“Não abrirei mão da responsabilidade fiscal. Entre as muitas lições de vida que recebi de minha mãe, dona Lindu, aprendi a não gastar mais do que ganho”, disse o presidente Lula em pronunciamento feito ontem à noite por rádio e TV.
Vista isoladamente, a frase pode ser interpretada como um compromisso com a gestão responsável. Aos menos avisados, demonstraria a disposição de evitar o agravamento da situação fiscal. Ocorre que isso exigiria apoio irrestrito à geração de superávits primários e, assim, a garantia de que o país não enfrentaria uma trajetória explosiva na relação dívida/PIB. Estaríamos salvos de uma crise fiscal e de suas graves consequências.
Não é bem assim. Lula gasta mais do que arrecada desde o primeiro mandato. A situação piorou no seu terceiro período à frente do governo. No acumulado em doze meses até maio deste ano, o déficit nominal atingiu mais de 1 trilhão de reais, equivalentes a 9,6% do PIB, cifra que tem subido sistematicamente desde a posse do atual mandato.
Se fosse realmente fiel aos cânones da responsabilidade fiscal, Lula teria apoiado as opiniões dos seus ministros Fernando Haddad (Fazenda) e Simone Tebet (Planejamento), que chamaram a atenção para o crescimento dos gastos previdenciários, cuja expansão se acelerou depois que o governo restabeleceu os aumentos reais do salário-mínimo, que reajustam cerca de dois terços dos benefícios previdenciários.
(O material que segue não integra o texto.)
use axum::{extract::State, Json};
use serde::{Deserialize, Serialize};
use serde_json::Value;
use tracing::info;
use uuid::Uuid;

use crate::constraints::{extract, ConstraintSet};
use crate::errors::AppError;
use crate::generation::{run, GenerationOutcome, TokenBudget};
use crate::margin::render_margin;
use crate::state::AppState;
use crate::tracker::{Snapshot, StructureTracker};

#[derive(Debug, Deserialize)]
pub struct ExtractRequest {
    pub instruction: String,
}

#[derive(Debug, Serialize)]
pub struct ExtractResponse {
    pub constraints: ConstraintSet,
}

#[derive(Debug, Deserialize)]
pub struct AnalyzeRequest {
    pub text: String,
    /// Explicit constraints in wire form; takes precedence over `instruction`.
    #[serde(default)]
    pub constraints: Option<Value>,
    #[serde(default)]
    pub instruction: Option<String>,
}

#[derive(Debug, Serialize)]
pub struct AnalyzeResponse {
    pub snapshot: Snapshot,
    pub margin: String,
}

#[derive(Debug, Deserialize)]
pub struct GenerateRequest {
    pub instruction: String,
    #[serde(default)]
    pub constraints: Option<Value>,
    #[serde(default)]
    pub max_tokens: Option<u64>,
    #[serde(default)]
    pub chunk_size: Option<u64>,
}

#[derive(Debug, Serialize)]
pub struct GenerateResponse {
    pub session_id: Uuid,
    #[serde(flatten)]
    pub outcome: GenerationOutcome,
    pub margin: String,
}

/// POST /api/v1/constraints/extract
pub async fn handle_extract(
    Json(req): Json<ExtractRequest>,
) -> Result<Json<ExtractResponse>, AppError> {
    require_instruction(&req.instruction)?;
    Ok(Json(ExtractResponse {
        constraints: extract(&req.instruction),
    }))
}

/// POST /api/v1/structure/analyze
pub async fn handle_analyze(
    Json(req): Json<AnalyzeRequest>,
) -> Result<Json<AnalyzeResponse>, AppError> {
    let constraints = match (&req.constraints, &req.instruction) {
        (Some(value), _) => ConstraintSet::from_json(value),
        (None, Some(instruction)) => extract(instruction),
        (None, None) => ConstraintSet::new(),
    };

    let mut tracker = StructureTracker::new();
    tracker.set_constraints(constraints);
    tracker.ingest(&req.text, None);

    let snapshot = tracker.snapshot();
    let margin = render_margin(&snapshot);
    Ok(Json(AnalyzeResponse { snapshot, margin }))
}

/// POST /api/v1/generate
pub async fn handle_generate(
    State(state): State<AppState>,
    Json(req): Json<GenerateRequest>,
) -> Result<Json<GenerateResponse>, AppError> {
    require_instruction(&req.instruction)?;
    let budget = TokenBudget {
        max_tokens: positive("max_tokens", req.max_tokens, state.config.max_tokens)?,
        chunk_size: positive("chunk_size", req.chunk_size, state.config.chunk_size)?,
    };
    let constraints = req.constraints.as_ref().map(ConstraintSet::from_json);

    let session_id = Uuid::new_v4();
    info!(%session_id, "Generation requested");

    let outcome = run(&req.instruction, constraints, budget, state.producer.as_ref()).await;
    let margin = render_margin(&outcome.snapshot);

    info!(
        %session_id,
        stop_reason = ?outcome.stop_reason,
        "Generation finished"
    );

    Ok(Json(GenerateResponse {
        session_id,
        outcome,
        margin,
    }))
}

fn require_instruction(instruction: &str) -> Result<(), AppError> {
    if instruction.trim().is_empty() {
        return Err(AppError::Validation(
            "instruction must not be empty".to_string(),
        ));
    }
    Ok(())
}

fn positive(field: &str, value: Option<u64>, default: u64) -> Result<u64, AppError> {
    match value {
        Some(0) => Err(AppError::Validation(format!(
            "{field} must be greater than zero"
        ))),
        Some(v) => Ok(v),
        None => Ok(default),
    }
}

#[cfg(test)]
mod tests {
    use std::sync::atomic::{AtomicU32, Ordering};
    use std::sync::Arc;

    use async_trait::async_trait;
    use serde_json::json;

    use super::*;
    use crate::config::Config;
    use crate::constraints::Dimension;
    use crate::generation::producer::{Fragment, FragmentProducer, ProducerError, RoundRequest};
    use crate::generation::session::StopReason;

    /// Emits one line per call; fails on the call numbered `fail_on`, if set.
    struct LineProducer {
        calls: AtomicU32,
        fail_on: Option<u32>,
    }

    #[async_trait]
    impl FragmentProducer for LineProducer {
        async fn produce(&self, _request: &RoundRequest<'_>) -> Result<Fragment, ProducerError> {
            let call = self.calls.fetch_add(1, Ordering::SeqCst) + 1;
            if Some(call) == self.fail_on {
                return Err(ProducerError::Unavailable("upstream overloaded".to_string()));
            }
            Ok(Fragment::new(format!("Line number {call}\n"), Some(4)))
        }
    }

    fn state(fail_on: Option<u32>) -> AppState {
        AppState {
            config: Config {
                anthropic_api_key: "sk-test".to_string(),
                port: 0,
                rust_log: "info".to_string(),
                max_tokens: 2048,
                chunk_size: 50,
            },
            producer: Arc::new(LineProducer {
                calls: AtomicU32::new(0),
                fail_on,
            }),
        }
    }

    fn generate_request(instruction: &str) -> GenerateRequest {
        GenerateRequest {
            instruction: instruction.to_string(),
            constraints: None,
            max_tokens: None,
            chunk_size: None,
        }
    }

    #[tokio::test]
    async fn test_extract_returns_wire_constraints() {
        let Json(resp) = handle_extract(Json(ExtractRequest {
            instruction: "Write a poem with 4 lines".to_string(),
        }))
        .await
        .unwrap();
        assert_eq!(
            serde_json::to_value(&resp).unwrap(),
            json!({"constraints": {"lines": {"target": 4, "tolerance": 0}}})
        );
    }

    #[tokio::test]
    async fn test_extract_rejects_blank_instruction() {
        let err = handle_extract(Json(ExtractRequest {
            instruction: "   ".to_string(),
        }))
        .await
        .unwrap_err();
        assert!(matches!(err, AppError::Validation(_)));
    }

    #[tokio::test]
    async fn test_analyze_with_explicit_constraints() {
        let Json(resp) = handle_analyze(Json(AnalyzeRequest {
            text: "one two\nthree\n".to_string(),
            constraints: Some(json!({"lines": {"target": 2}})),
            instruction: Some("Write 9 lines".to_string()),
        }))
        .await
        .unwrap();
        assert_eq!(resp.snapshot.line_count, 2);
        assert_eq!(resp.snapshot.total_words, 3);
        assert!(resp.snapshot.complete);
        assert!(resp.margin.contains("Status: COMPLETE"));
    }

    #[tokio::test]
    async fn test_analyze_falls_back_to_instruction() {
        let Json(resp) = handle_analyze(Json(AnalyzeRequest {
            text: "just one line".to_string(),
            constraints: None,
            instruction: Some("Write 3 lines".to_string()),
        }))
        .await
        .unwrap();
        assert_eq!(resp.snapshot.satisfaction.get(&Dimension::Lines), Some(&false));
        assert!(!resp.snapshot.complete);
    }

    #[tokio::test]
    async fn test_analyze_without_constraints() {
        let Json(resp) = handle_analyze(Json(AnalyzeRequest {
            text: "free text".to_string(),
            constraints: None,
            instruction: None,
        }))
        .await
        .unwrap();
        assert!(resp.snapshot.constraints.is_empty());
        assert!(!resp.snapshot.complete);
    }

    #[tokio::test]
    async fn test_generate_stops_when_satisfied() {
        let Json(resp) = handle_generate(State(state(None)), Json(generate_request("Write 3 lines")))
            .await
            .unwrap();
        assert_eq!(resp.outcome.stop_reason, StopReason::ConstraintsSatisfied);
        assert_eq!(resp.outcome.rounds, 3);
        assert_eq!(
            resp.outcome.text,
            "Line number 1\nLine number 2\nLine number 3\n"
        );

        let body = serde_json::to_value(&resp).unwrap();
        assert_eq!(body["stop_reason"]["kind"], "constraints_satisfied");
        assert_eq!(body["tokens_spent"], 12);
        assert!(body["session_id"].is_string());
        assert!(body["margin"].as_str().unwrap().contains("Lines: 3/3"));
    }

    #[tokio::test]
    async fn test_generate_reports_producer_failure_in_body() {
        let Json(resp) = handle_generate(State(state(Some(2))), Json(generate_request("Write 3 lines")))
            .await
            .unwrap();
        assert_eq!(resp.outcome.text, "Line number 1\n");
        assert!(matches!(
            resp.outcome.stop_reason,
            StopReason::ProducerFailed { .. }
        ));
    }

    #[tokio::test]
    async fn test_generate_honours_request_budget() {
        let mut req = generate_request("Keep writing");
        req.max_tokens = Some(8);
        req.chunk_size = Some(4);
        let Json(resp) = handle_generate(State(state(None)), Json(req)).await.unwrap();
        assert_eq!(resp.outcome.stop_reason, StopReason::BudgetExhausted);
        assert_eq!(resp.outcome.rounds, 2);
    }

    #[tokio::test]
    async fn test_generate_rejects_zero_budget() {
        let mut req = generate_request("Write 3 lines");
        req.chunk_size = Some(0);
        let err = handle_generate(State(state(None)), Json(req)).await.unwrap_err();
        assert!(matches!(err, AppError::Validation(msg) if msg.contains("chunk_size")));

        let err = handle_generate(State(state(None)), Json(generate_request("")))
            .await
            .unwrap_err();
        assert!(matches!(err, AppError::Validation(_)));
    }
}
Ao lado da presidente do PT, Gleisi Hoffmann, Lula desautorizou iniciativas para desvincular o salário mínimo dos rendimentos de aposentados e pensionistas. Cálculos do próprio governo mostram a irresponsabilidade dessa vinculação. Estima-se que, em dez anos, a política acarretará gastos adicionais de 1,3 trilhão de reais, superando as economias obtidas com a reforma da Previdência de 2019 (800 bilhões de reais).
Mais de uma vez, o presidente declarou que não admitirá cortes nos investimentos do Programa de Aceleração do Crescimento (PAC), o que aumenta a rigidez orçamentária e dificulta a obtenção de superávits primários. Além disso, tem descartado sistematicamente qualquer ideia de eliminar a vinculação de receitas a despesas de educação e cultura, o que é absolutamente necessário.
Responsabilidade fiscal não é uma mera questão retórica. Não basta uma frase como a que ele pronunciou ontem. Dificilmente a opinião pública e o mercado financeiro aceitarão, pelo valor de face, declarações públicas de que Lula está comprometido com a boa gestão fiscal. Ele pode aceitar, aqui e ali, propostas da área econômica para efetuar cortes de despesas, animando os mercados. É preciso saber, todavia, se há disposição de adotar medidas duras em momentos difíceis, como acontecerá se a crise fiscal piorar, o que é provável. Tal situação exigirá ações corajosas que contrariarão a visão de mundo de Lula e do PT, segundo a qual a despesa é o principal fator de geração de crescimento da economia. Gasto é vida. Esse será o grande teste. A ver.